**Source data**.
◇ ◇ ◇ ◇

#[cfg(test)]
mod tests {
    use super::*;

    fn capable(device_type: vk::PhysicalDeviceType) -> AdapterInfo {
        AdapterInfo {
            name: "test adapter".into(),
            api_version: vk::API_VERSION_1_3,
            device_type,
            supports_swapchain_ext: true,
            supports_dynamic_rendering_ext: true,
            timeline_semaphore: true,
            buffer_device_address: true,
            descriptor_indexing: true,
            dynamic_rendering: true,
            sampler_anisotropy: true,
            has_device_local_memory: true,
            graphics_present_family: Some(0),
            present_mode_count: 2,
            has_compatible_surface_format: true,
        }
    }

    #[test]
    fn scoring_is_deterministic() {
        let info = capable(vk::PhysicalDeviceType::DISCRETE_GPU);
        let first = score_adapter(&info);
        for _ in 0..10 {
            assert_eq!(score_adapter(&info), first);
        }
        assert_eq!(first, 1000);
    }

    #[test]
    fn every_missing_capability_rejects() {
        let cases: &[(&str, fn(&mut AdapterInfo))] = &[
            ("api below 1.2", |a| a.api_version = vk::API_VERSION_1_1),
            ("no swapchain extension", |a| a.supports_swapchain_ext = false),
            ("no dynamic rendering extension", |a| {
                a.supports_dynamic_rendering_ext = false
            }),
            ("no timeline semaphores", |a| a.timeline_semaphore = false),
            ("no buffer device address", |a| a.buffer_device_address = false),
            ("no descriptor indexing", |a| a.descriptor_indexing = false),
            ("no dynamic rendering feature", |a| a.dynamic_rendering = false),
            ("no sampler anisotropy", |a| a.sampler_anisotropy = false),
            ("no device-local memory", |a| a.has_device_local_memory = false),
            ("no graphics+present family", |a| {
                a.graphics_present_family = None
            }),
            ("no present modes", |a| a.present_mode_count = 0),
            ("no compatible surface format", |a| {
                a.has_compatible_surface_format = false
            }),
        ];
        for (what, mutate) in cases {
            let mut info = capable(vk::PhysicalDeviceType::DISCRETE_GPU);
            mutate(&mut info);
            assert_eq!(score_adapter(&info), 0, "{what} should reject");
        }
    }

    #[test]
    fn device_class_ordering() {
        let discrete = score_adapter(&capable(vk::PhysicalDeviceType::DISCRETE_GPU));
        let integrated = score_adapter(&capable(vk::PhysicalDeviceType::INTEGRATED_GPU));
        let virtual_gpu = score_adapter(&capable(vk::PhysicalDeviceType::VIRTUAL_GPU));
        let cpu = score_adapter(&capable(vk::PhysicalDeviceType::CPU));
        assert!(discrete > integrated);
        assert!(integrated > virtual_gpu);
        assert!(virtual_gpu > cpu);
        assert!(cpu > 0);
    }

    #[test]
    fn pick_prefers_best_class() {
        let infos = vec![
            capable(vk::PhysicalDeviceType::CPU),
            capable(vk::PhysicalDeviceType::INTEGRATED_GPU),
            capable(vk::PhysicalDeviceType::DISCRETE_GPU),
            capable(vk::PhysicalDeviceType::VIRTUAL_GPU),
        ];
        assert_eq!(pick_adapter(&infos), Some(2));
    }

    #[test]
    fn tie_break_keeps_enumeration_order() {
        let infos = vec![
            capable(vk::PhysicalDeviceType::DISCRETE_GPU),
            capable(vk::PhysicalDeviceType::DISCRETE_GPU),
        ];
        assert_eq!(pick_adapter(&infos), Some(0));
    }

    #[test]
    fn pick_rejects_when_nothing_scores() {
        let mut unusable = capable(vk::PhysicalDeviceType::DISCRETE_GPU);
        unusable.graphics_present_family = None;
        assert_eq!(pick_adapter(&[unusable]), None);
        assert_eq!(pick_adapter(&[]), None);
    }

    #[test]
    fn surface_format_compatibility() {
        let good = vk::SurfaceFormatKHR {
            format: vk::Format::B8G8R8A8_SRGB,
            color_space: vk::ColorSpaceKHR::SRGB_NONLINEAR,
        };
        assert!(is_compatible_surface_format(good));

        let wrong_space = vk::SurfaceFormatKHR {
            format: vk::Format::B8G8R8A8_SRGB,
            color_space: vk::ColorSpaceKHR::EXTENDED_SRGB_LINEAR_EXT,
        };
        assert!(!is_compatible_surface_format(wrong_space));

        let wrong_format = vk::SurfaceFormatKHR {
            format: vk::Format::R16G16B16A16_SFLOAT,
            color_space: vk::ColorSpaceKHR::SRGB_NONLINEAR,
        };
        assert!(!is_compatible_surface_format(wrong_format));
    }
}
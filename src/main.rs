// Demo driver
//
// Opens a window, builds the GPU context, and runs a clear loop: every
// redraw acquires a backbuffer, transfer-clears it to the configured
// color, and presents. Resizes and out-of-date surfaces funnel through
// one needs_recreate flag; the swapchain is rebuilt at the top of the
// next frame and that frame is skipped.

mod config;

use std::sync::Arc;
use std::time::Instant;

use anyhow::{Context, Result};
use winit::application::ApplicationHandler;
use winit::event::WindowEvent;
use winit::event_loop::{ActiveEventLoop, EventLoop};
use raw_window_handle::{HasRawDisplayHandle, HasRawWindowHandle};
use winit::window::{Window, WindowAttributes};

use config::Config;
use kindling::gpu::{FrameStatus, Gpu, SwapchainStatus};

fn main() -> Result<()> {
    let config = Config::load();
    init_logging();
    log::info!("Starting kindling demo");
    log::info!(
        "Window: {}x{}, present mode: {}",
        config.window.width,
        config.window.height,
        config.graphics.present_mode
    );

    let event_loop = EventLoop::new()?;
    let mut app = App::new(config);
    event_loop.run_app(&mut app)?;
    Ok(())
}

fn init_logging() {
    use env_logger::Builder;
    use log::LevelFilter;

    let mut builder = Builder::from_default_env();
    builder.filter_level(LevelFilter::Info);
    builder.init();
}

struct App {
    config: Config,
    window: Option<Arc<Window>>,
    gpu: Option<Gpu>,

    needs_recreate: bool,
    minimized: bool,

    frame_count: u32,
    last_fps_update: Instant,
    last_frame_time: Instant,
}

impl App {
    fn new(config: Config) -> Self {
        let now = Instant::now();
        Self {
            config,
            window: None,
            gpu: None,
            needs_recreate: false,
            minimized: false,
            frame_count: 0,
            last_fps_update: now,
            last_frame_time: now,
        }
    }

    fn init_gpu(&mut self, window: &Window) -> Result<()> {
        let display = window.raw_display_handle();
        let surface = window.raw_window_handle();
        let size = window.inner_size();
        let gpu = Gpu::new(display, surface, size.width, size.height, &self.config.gpu())
            .context("failed to create the GPU context")?;
        self.gpu = Some(gpu);
        Ok(())
    }

    /// Render one frame. Returns false when nothing was presented
    /// (minimized, recreate pending, or surface out of date).
    fn render_frame(&mut self) -> Result<bool> {
        if self.minimized {
            return Ok(false);
        }
        let (Some(gpu), Some(window)) = (self.gpu.as_mut(), self.window.as_ref()) else {
            return Ok(false);
        };

        if self.needs_recreate {
            let size = window.inner_size();
            if size.width == 0 || size.height == 0 {
                return Ok(false);
            }
            gpu.recreate_swapchain(size.width, size.height)?;
            self.needs_recreate = false;
            // Skip a frame; the next redraw renders at the new size.
            return Ok(false);
        }

        match gpu.begin_frame()? {
            FrameStatus::Ready(_) => {}
            FrameStatus::NeedsRecreate => {
                self.needs_recreate = true;
                return Ok(false);
            }
        }

        gpu.cmd_clear_backbuffer(self.config.graphics.clear_color);

        if let SwapchainStatus::NeedsRecreate = gpu.end_frame()? {
            self.needs_recreate = true;
        }
        Ok(true)
    }

    fn update_fps(&mut self) {
        if !self.config.debug.show_fps {
            return;
        }

        let now = Instant::now();
        let frame_time = now.duration_since(self.last_frame_time).as_secs_f32();
        self.last_frame_time = now;
        self.frame_count += 1;

        let elapsed = now.duration_since(self.last_fps_update).as_secs_f32();
        if elapsed >= 1.0 {
            let fps = self.frame_count as f32 / elapsed;
            if let Some(ref window) = self.window {
                window.set_title(&format!(
                    "{} - {:.0} FPS ({:.2}ms)",
                    self.config.window.title,
                    fps,
                    frame_time * 1000.0
                ));
            }
            self.frame_count = 0;
            self.last_fps_update = now;
        }
    }
}

impl ApplicationHandler for App {
    fn resumed(&mut self, event_loop: &ActiveEventLoop) {
        if self.window.is_some() {
            return;
        }

        let attributes = WindowAttributes::default()
            .with_title(&self.config.window.title)
            .with_inner_size(winit::dpi::PhysicalSize::new(
                self.config.window.width,
                self.config.window.height,
            ));
        let window = match event_loop.create_window(attributes) {
            Ok(window) => Arc::new(window),
            Err(e) => {
                log::error!("Failed to create window: {:?}", e);
                event_loop.exit();
                return;
            }
        };

        if let Err(e) = self.init_gpu(&window) {
            log::error!("Failed to initialize the GPU context: {:?}", e);
            event_loop.exit();
            return;
        }
        self.window = Some(window);
    }

    fn window_event(
        &mut self,
        event_loop: &ActiveEventLoop,
        _id: winit::window::WindowId,
        event: WindowEvent,
    ) {
        match event {
            WindowEvent::CloseRequested => {
                log::info!("Close requested, shutting down");
                event_loop.exit();
            }

            WindowEvent::Resized(size) => {
                log::debug!("Window resized to {}x{}", size.width, size.height);
                if size.width == 0 || size.height == 0 {
                    self.minimized = true;
                } else {
                    self.minimized = false;
                    self.needs_recreate = true;
                }
            }

            WindowEvent::RedrawRequested => match self.render_frame() {
                Ok(true) => self.update_fps(),
                Ok(false) => {}
                Err(e) => log::error!("Render error: {:?}", e),
            },

            WindowEvent::KeyboardInput { event, .. } => {
                use winit::keyboard::{KeyCode, PhysicalKey};

                if event.state.is_pressed() {
                    if let PhysicalKey::Code(KeyCode::Escape) = event.physical_key {
                        log::info!("ESC pressed, exiting");
                        event_loop.exit();
                    }
                }
            }

            _ => {}
        }
    }

    fn about_to_wait(&mut self, _event_loop: &ActiveEventLoop) {
        if let Some(ref window) = self.window {
            window.request_redraw();
        }
    }
}
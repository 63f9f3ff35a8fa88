// Configuration loaded from config.toml
//
// Missing file or missing keys fall back to defaults; a malformed file is
// logged and ignored rather than aborting startup.

use anyhow::{Context, Result};
use serde::Deserialize;
use std::path::Path;

use kindling::gpu::GpuConfig;

#[derive(Debug, Deserialize, Default)]
#[serde(default)]
pub struct Config {
    pub window: WindowConfig,
    pub graphics: GraphicsConfig,
    pub debug: DebugConfig,
}

#[derive(Debug, Deserialize)]
#[serde(default)]
pub struct WindowConfig {
    pub title: String,
    pub width: u32,
    pub height: u32,
}

impl Default for WindowConfig {
    fn default() -> Self {
        Self {
            title: "Kindling".to_string(),
            width: 1280,
            height: 720,
        }
    }
}

#[derive(Debug, Deserialize)]
#[serde(default)]
pub struct GraphicsConfig {
    pub present_mode: String,
    pub clear_color: [f32; 4],
    pub frames_in_flight: usize,
}

impl Default for GraphicsConfig {
    fn default() -> Self {
        Self {
            present_mode: "mailbox".to_string(),
            clear_color: [0.05, 0.05, 0.08, 1.0],
            frames_in_flight: 3,
        }
    }
}

#[derive(Debug, Deserialize)]
#[serde(default)]
pub struct DebugConfig {
    pub validation: bool,
    pub object_names: bool,
    pub show_fps: bool,
}

impl Default for DebugConfig {
    fn default() -> Self {
        Self {
            validation: cfg!(debug_assertions),
            object_names: cfg!(debug_assertions),
            show_fps: true,
        }
    }
}

impl Config {
    /// Load from config.toml next to the executable, defaults on any
    /// failure.
    pub fn load() -> Self {
        Self::load_from_path("config.toml").unwrap_or_else(|e| {
            log::warn!("Failed to load config.toml: {}. Using defaults.", e);
            Config::default()
        })
    }

    pub fn load_from_path<P: AsRef<Path>>(path: P) -> Result<Self> {
        let path = path.as_ref();

        if !path.exists() {
            log::info!("Config file not found at {:?}, using defaults", path);
            return Ok(Config::default());
        }

        let content = std::fs::read_to_string(path)
            .with_context(|| format!("Failed to read config file: {:?}", path))?;

        let config: Config = toml::from_str(&content)
            .with_context(|| format!("Failed to parse config file: {:?}", path))?;

        log::info!("Loaded configuration from {:?}", path);
        log::debug!("Config: {:?}", config);

        Ok(config)
    }

    /// Present mode preference, or None to let the swapchain pick.
    pub fn present_mode(&self) -> Option<ash::vk::PresentModeKHR> {
        match self.graphics.present_mode.to_lowercase().as_str() {
            "immediate" => Some(ash::vk::PresentModeKHR::IMMEDIATE),
            "mailbox" => Some(ash::vk::PresentModeKHR::MAILBOX),
            "fifo" => Some(ash::vk::PresentModeKHR::FIFO),
            "fifo_relaxed" => Some(ash::vk::PresentModeKHR::FIFO_RELAXED),
            other => {
                log::warn!("Unknown present mode '{}', using the default", other);
                None
            }
        }
    }

    pub fn gpu(&self) -> GpuConfig {
        GpuConfig {
            validation: self.debug.validation,
            debug_names: self.debug.object_names,
            frames_in_flight: self.graphics.frames_in_flight,
            preferred_present_mode: self.present_mode(),
        }
    }
}

#[cfg(test)]
mod tests {
    use super::*;

    #[test]
    fn missing_keys_fall_back_to_defaults() {
        let config: Config = toml::from_str("[window]\nwidth = 800\n").unwrap();
        assert_eq!(config.window.width, 800);
        assert_eq!(config.window.height, 720);
        assert_eq!(config.graphics.frames_in_flight, 3);
    }

    #[test]
    fn present_mode_strings_map_to_native_modes() {
        let mut config = Config::default();
        config.graphics.present_mode = "FIFO".to_string();
        assert_eq!(config.present_mode(), Some(ash::vk::PresentModeKHR::FIFO));
        config.graphics.present_mode = "warp-drive".to_string();
        assert_eq!(config.present_mode(), None);
    }
}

◇ ◇ ◇ ◇

**WHAT TO WORK ON**. Write out every line of the data that holds the word "FrameStatus".

**EXERCISE RESPONSE**.
use kindling::gpu::{FrameStatus, Gpu, SwapchainStatus};
            FrameStatus::Ready(_) => {}
            FrameStatus::NeedsRecreate => {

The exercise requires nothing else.